Snow falls, settles to the ground. Time passes, settles into the past.
No matter the weather, or how many things I try to cram into any given moment, time keeps passing at its own pace.
I wonder some days where time has gone. Then I wake up to realize time hasn’t gone anywhere. I was just too busy getting done whatever needed getting done, running a race I hadn’t even noticed I was running, to see that time was always flowing at the same pace.
Time. Like the limit on my credit card, the closer I get to the deadline, the faster it appears to go.
Some days, it feels like lack of time is the prison-suit I wear to keep myself from being aware of what I’m really doing with my time.
I tell myself I’m too busy to work out. To go to the chiropractor or even the doctor.
And in my busyness, I quit being present to the moment right now as though my busyness will bring me to some unseen finish line where I will win the race I didn’t even realize I was running.
When I perceive that time is my enemy, my perception of time is out of whack! Big time.
In those moments, I have a choice. To breathe. To slow down.
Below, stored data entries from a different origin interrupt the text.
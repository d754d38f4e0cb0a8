//! Package sources.
//!
//! A package name is resolved to a GitHub repository (through the bower
//! registry, or directly for `owner/repo` names) whose tags are the
//! installable versions.

mod client;

use anyhow::Result;
use async_trait::async_trait;
use serde::Deserialize;
use std::fmt;
use std::str::FromStr;

use crate::installer::InstallFailure;

pub use client::{BowerRegistry, DEFAULT_API_URL, DEFAULT_REGISTRY_URL};

/// A tagged version of a package and where to download it.
#[derive(Debug, Clone, PartialEq, Eq, Deserialize)]
pub struct Tag {
    pub name: String,
    pub tarball_url: String,
}

/// Where package versions come from.
#[cfg_attr(test, mockall::automock)]
#[async_trait]
pub trait PackageSource: Send + Sync {
    /// All tags published for a package.
    async fn tags(&self, name: &str) -> Result<Vec<Tag>, InstallFailure>;

    /// Raw gzip tarball of a tag.
    async fn download(&self, tag: &Tag) -> Result<Vec<u8>, InstallFailure>;
}

/// Repository identifier (owner/repo format).
#[derive(Debug, Clone, PartialEq, Eq, Hash)]
pub struct RepoId {
    pub owner: String,
    pub repo: String,
}

impl RepoId {
    /// Parses a GitHub clone URL as stored in the bower registry.
    ///
    /// Accepts `git://github.com/o/r.git`, `https://github.com/o/r(.git)`,
    /// `git@github.com:o/r.git` and `ssh://git@github.com/o/r.git`.
    pub fn from_git_url(url: &str) -> Option<Self> {
        let url = url.trim();
        let path = if let Some(rest) = url.strip_prefix("git@github.com:") {
            rest
        } else {
            let (_, rest) = url.split_once("github.com/")?;
            rest
        };
        let path = path.trim_end_matches('/');
        let path = path.strip_suffix(".git").unwrap_or(path);
        path.parse().ok()
    }
}

impl fmt::Display for RepoId {
    fn fmt(&self, f: &mut fmt::Formatter<'_>) -> fmt::Result {
        write!(f, "{}/{}", self.owner, self.repo)
    }
}

impl FromStr for RepoId {
    type Err = anyhow::Error;

    fn from_str(s: &str) -> Result<Self, Self::Err> {
        let parts: Vec<&str> = s.split('/').collect();
        if parts.len() != 2 || parts[0].is_empty() || parts[1].is_empty() {
            anyhow::bail!("Invalid repository format. Expected 'owner/repo'.")
        } else {
            Ok(RepoId {
                owner: parts[0].to_string(),
                repo: parts[1].to_string(),
            })
        }
    }
}
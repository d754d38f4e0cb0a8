use anyhow::{Context, Result};
use log::debug;
use reqwest::Client;
use serde::Deserialize;
use serde_json::Value;
use std::path::{Path, PathBuf};

use crate::package::MANIFEST_FILE;
use crate::registry::{DEFAULT_API_URL, DEFAULT_REGISTRY_URL};
use crate::runtime::Runtime;

pub const DEFAULT_INSTALL_DIR: &str = "bower_components";
pub const BOWERRC_FILE: &str = ".bowerrc";

/// Settings taken from the command line or environment. Unset fields fall
/// back to `.bowerrc`, then to defaults.
#[derive(Debug, Clone, Default)]
pub struct ConfigOverrides {
    pub cwd: Option<PathBuf>,
    pub cache_dir: Option<PathBuf>,
    pub registry_url: Option<String>,
    pub api_url: Option<String>,
}

/// Everything the installer needs, resolved once before any install starts.
#[derive(Debug, Clone, PartialEq)]
pub struct InstallConfig {
    pub project_dir: PathBuf,
    pub install_dir: PathBuf,
    pub cache_dir: PathBuf,
    pub registry_url: String,
    pub api_url: String,
    pub save_to_manifest: bool,
}

#[derive(Debug, Default, Deserialize)]
struct BowerRc {
    directory: Option<String>,
    registry: Option<Value>,
    storage: Option<Storage>,
}

#[derive(Debug, Default, Deserialize)]
struct Storage {
    packages: Option<String>,
}

impl InstallConfig {
    #[tracing::instrument(skip(runtime))]
    pub fn new<R: Runtime>(
        runtime: &R,
        overrides: ConfigOverrides,
        save_to_manifest: bool,
    ) -> Result<Self> {
        let project_dir = match overrides.cwd {
            Some(dir) => dir,
            None => runtime.current_dir()?,
        };
        let rc = Self::load_bowerrc(runtime, &project_dir)?;

        let install_dir = project_dir.join(rc.directory.as_deref().unwrap_or(DEFAULT_INSTALL_DIR));

        let cache_dir = match (
            overrides.cache_dir,
            rc.storage.and_then(|s| s.packages),
        ) {
            (Some(dir), _) => dir,
            (None, Some(dir)) => project_dir.join(dir),
            (None, None) => Self::default_cache_dir(runtime)?,
        };

        let registry_url = overrides
            .registry_url
            .or_else(|| {
                rc.registry
                    .as_ref()
                    .and_then(Value::as_str)
                    .map(str::to_string)
            })
            .unwrap_or_else(|| DEFAULT_REGISTRY_URL.to_string());

        let api_url = overrides
            .api_url
            .unwrap_or_else(|| DEFAULT_API_URL.to_string());

        let config = Self {
            project_dir,
            install_dir,
            cache_dir,
            registry_url,
            api_url,
            save_to_manifest,
        };
        debug!("Resolved configuration: {:?}", config);
        Ok(config)
    }

    pub fn manifest_path(&self) -> PathBuf {
        self.project_dir.join(MANIFEST_FILE)
    }

    fn load_bowerrc<R: Runtime>(runtime: &R, project_dir: &Path) -> Result<BowerRc> {
        let path = project_dir.join(BOWERRC_FILE);
        if !runtime.exists(&path) {
            return Ok(BowerRc::default());
        }
        let contents = runtime.read_to_string(&path)?;
        serde_json::from_str(&contents).with_context(|| format!("Failed to parse {}", path.display()))
    }

    fn default_cache_dir<R: Runtime>(runtime: &R) -> Result<PathBuf> {
        runtime
            .cache_dir()
            .or_else(|| runtime.home_dir().map(|home| home.join(".cache")))
            .map(|dir| dir.join("bowl"))
            .context("Could not determine a cache directory; pass --cache-dir")
    }
}

/// HTTP client shared by the registry lookups, GitHub API calls and downloads.
pub fn http_client() -> Result<Client> {
    let client = Client::builder()
        .user_agent(concat!("bowl/", env!("BOWL_VERSION")))
        .build()?;
    Ok(client)
}

/// Token sent with GitHub API requests, from `GITHUB_TOKEN`.
pub fn github_token<R: Runtime>(runtime: &R) -> Option<String> {
    let token = runtime.env_var("GITHUB_TOKEN").ok()?;
    if token.is_empty() {
        return None;
    }
    debug!("Using GITHUB_TOKEN for authentication");
    Some(token)
}
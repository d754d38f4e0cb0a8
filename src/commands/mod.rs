pub mod config;
pub mod install;

pub use config::{ConfigOverrides, InstallConfig};
pub use install::install;
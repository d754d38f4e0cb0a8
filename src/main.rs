use anyhow::Result;
use bowl::commands::{ConfigOverrides, install};
use clap::Parser;
use std::path::PathBuf;

/// bowl - front-end package installer
///
/// Installs packages listed in the bower registry from their GitHub tags.
///
/// If the GITHUB_TOKEN environment variable is set, it will be used for authentication.
///
/// Examples:
///   bowl install                 # Install every dependency in ./bower.json
///   bowl install jquery          # Install the latest jquery
///   bowl install -S jquery#~2.1  # Install jquery 2.1.x and save it to bower.json
#[derive(Parser, Debug)]
#[command(author, version = env!("BOWL_VERSION"), about)]
struct Cli {
    #[command(subcommand)]
    command: Commands,

    /// Project directory containing bower.json (defaults to the current directory)
    #[arg(long = "cwd", value_name = "PATH", global = true)]
    pub cwd: Option<PathBuf>,

    /// Directory for downloaded archives
    #[arg(long = "cache-dir", env = "BOWL_CACHE_DIR", value_name = "PATH", global = true)]
    pub cache_dir: Option<PathBuf>,

    /// Bower registry URL (defaults to https://registry.bower.io)
    #[arg(long = "registry-url", env = "BOWL_REGISTRY_URL", value_name = "URL", global = true)]
    pub registry_url: Option<String>,

    /// GitHub API URL (defaults to https://api.github.com)
    #[arg(long = "api-url", env = "BOWL_API_URL", value_name = "URL", global = true)]
    pub api_url: Option<String>,
}

#[derive(clap::Subcommand, Debug)]
enum Commands {
    /// Install the project dependencies from bower.json, or a single package
    Install(InstallArgs),
}

#[derive(clap::Args, Debug)]
pub struct InstallArgs {
    /// Add the installed package to bower.json (only if bower.json already exists)
    #[arg(long, short = 'S')]
    pub save: bool,

    /// Package to install, optionally with a version constraint
    #[arg(value_name = "PACKAGE[#VERSION]")]
    pub package: Option<String>,
}

#[tokio::main]
async fn main() -> Result<()> {
    env_logger::Builder::from_env(env_logger::Env::default().default_filter_or("warn")).init();
    let cli = Cli::parse();
    let runtime = bowl::runtime::RealRuntime;

    let overrides = ConfigOverrides {
        cwd: cli.cwd,
        cache_dir: cli.cache_dir,
        registry_url: cli.registry_url,
        api_url: cli.api_url,
    };

    let code = match cli.command {
        Commands::Install(args) => {
            install(runtime, args.package.as_deref(), args.save, overrides).await?
        }
    };

    if code != 0 {
        std::process::exit(code);
    }
    Ok(())
}
pub mod archive;
pub mod commands;
pub mod installer;
pub mod package;
pub mod registry;
pub mod retry;
pub mod runtime;
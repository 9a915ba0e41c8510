#![deny(missing_docs)]
//! Image types and helpers for the packed 32-bit rasters exchanged with the display layer.

/// image representation for raster processing.
pub mod image;

/// Error types for the image module.
pub mod error;

/// Packed ARGB raster helpers.
pub mod packed;

pub use crate::error::ImageError;
pub use crate::image::{Image, ImageSize};
pub use crate::packed::{GrayImage, Raster, BLACK, WHITE};
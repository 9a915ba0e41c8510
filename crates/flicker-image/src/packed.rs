//! Packed `0xAARRGGBB` rasters as exchanged with the image model and display layers.
//!
//! Gray rasters store the same 8-bit value in the red, green and blue bytes, so the
//! gray view of a packed pixel is its low (blue) byte.

use crate::{Image, ImageError};

/// A displayable raster of packed 32-bit ARGB pixels.
pub type Raster = Image<u32, 1>;

/// An 8-bit single channel view of a raster.
pub type GrayImage = Image<u8, 1>;

/// Opaque white.
pub const WHITE: u32 = 0xFFFF_FFFF;

/// Opaque black.
pub const BLACK: u32 = 0xFF00_0000;

const OPAQUE: u32 = 0xFF00_0000;

/// Pack opaque red, green and blue bytes into one pixel.
#[inline]
pub fn pack_rgb(r: u8, g: u8, b: u8) -> u32 {
    OPAQUE | ((r as u32) << 16) | ((g as u32) << 8) | b as u32
}

/// Split a packed pixel into its red, green and blue bytes.
#[inline]
pub fn unpack_rgb(pixel: u32) -> (u8, u8, u8) {
    (
        ((pixel >> 16) & 0xFF) as u8,
        ((pixel >> 8) & 0xFF) as u8,
        (pixel & 0xFF) as u8,
    )
}

/// The 8-bit gray value of a packed pixel (its low byte).
#[inline]
pub fn gray_of(pixel: u32) -> u8 {
    (pixel & 0xFF) as u8
}

/// Broadcast a gray value into an opaque RGB pixel.
#[inline]
pub fn pack_gray(g: u8) -> u32 {
    pack_rgb(g, g, g)
}

/// Extract the gray view of a raster.
///
/// # Example
///
/// ```
/// use flicker_image::packed::{gray_from_raster, pack_gray};
/// use flicker_image::Raster;
///
/// let raster = Raster::new([2, 1].into(), vec![pack_gray(3), pack_gray(200)]).unwrap();
/// let gray = gray_from_raster(&raster).unwrap();
/// assert_eq!(gray.as_slice(), &[3u8, 200]);
/// ```
pub fn gray_from_raster(src: &Raster) -> Result<GrayImage, ImageError> {
    let data = src.as_slice().iter().map(|&p| gray_of(p)).collect();
    GrayImage::new(src.size(), data)
}

/// Write a gray image into the RGB channels of `dst`.
///
/// PRECONDITION: `src` and `dst` must have the same size.
pub fn broadcast_gray(src: &GrayImage, dst: &mut Raster) -> Result<(), ImageError> {
    if src.size() != dst.size() {
        return Err(ImageError::InvalidImageSize(
            src.cols(),
            src.rows(),
            dst.cols(),
            dst.rows(),
        ));
    }

    dst.as_slice_mut()
        .iter_mut()
        .zip(src.as_slice().iter())
        .for_each(|(d, &g)| *d = pack_gray(g));

    Ok(())
}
To cut back, pare back, realign my priorities so that my time is less chocker-block full of ‘must do’s‘ and more filled with ‘good to do’s’.
My choice how I spend my time.
Yesterday, I was feeling stressed. So much to do. So little time to do it in.
Is that true? Or am I lying to myself by telling myself my busyness is a measurement of my worth?
Today, I choose to sit back, breathe and relax. Today I take the pressure off and move into that time where the possibilities are limitless and I am inhibited only by my belief there is not enough time — I let it go. My point of view determines my outcome. If I take a negative perspective of time, I will never quit running that endless race of trying to beat time.
In breathing into this moment right now, I find a whole new point of view where I get to choose grace as my companion with time as my friend.
My time. My choice. My point of view.
The question is: What are you doing with your time? Are you rushing about running a race you didn’t know you were running? Or, are you choosing to flow with grace and its invitation to be present in this moment now?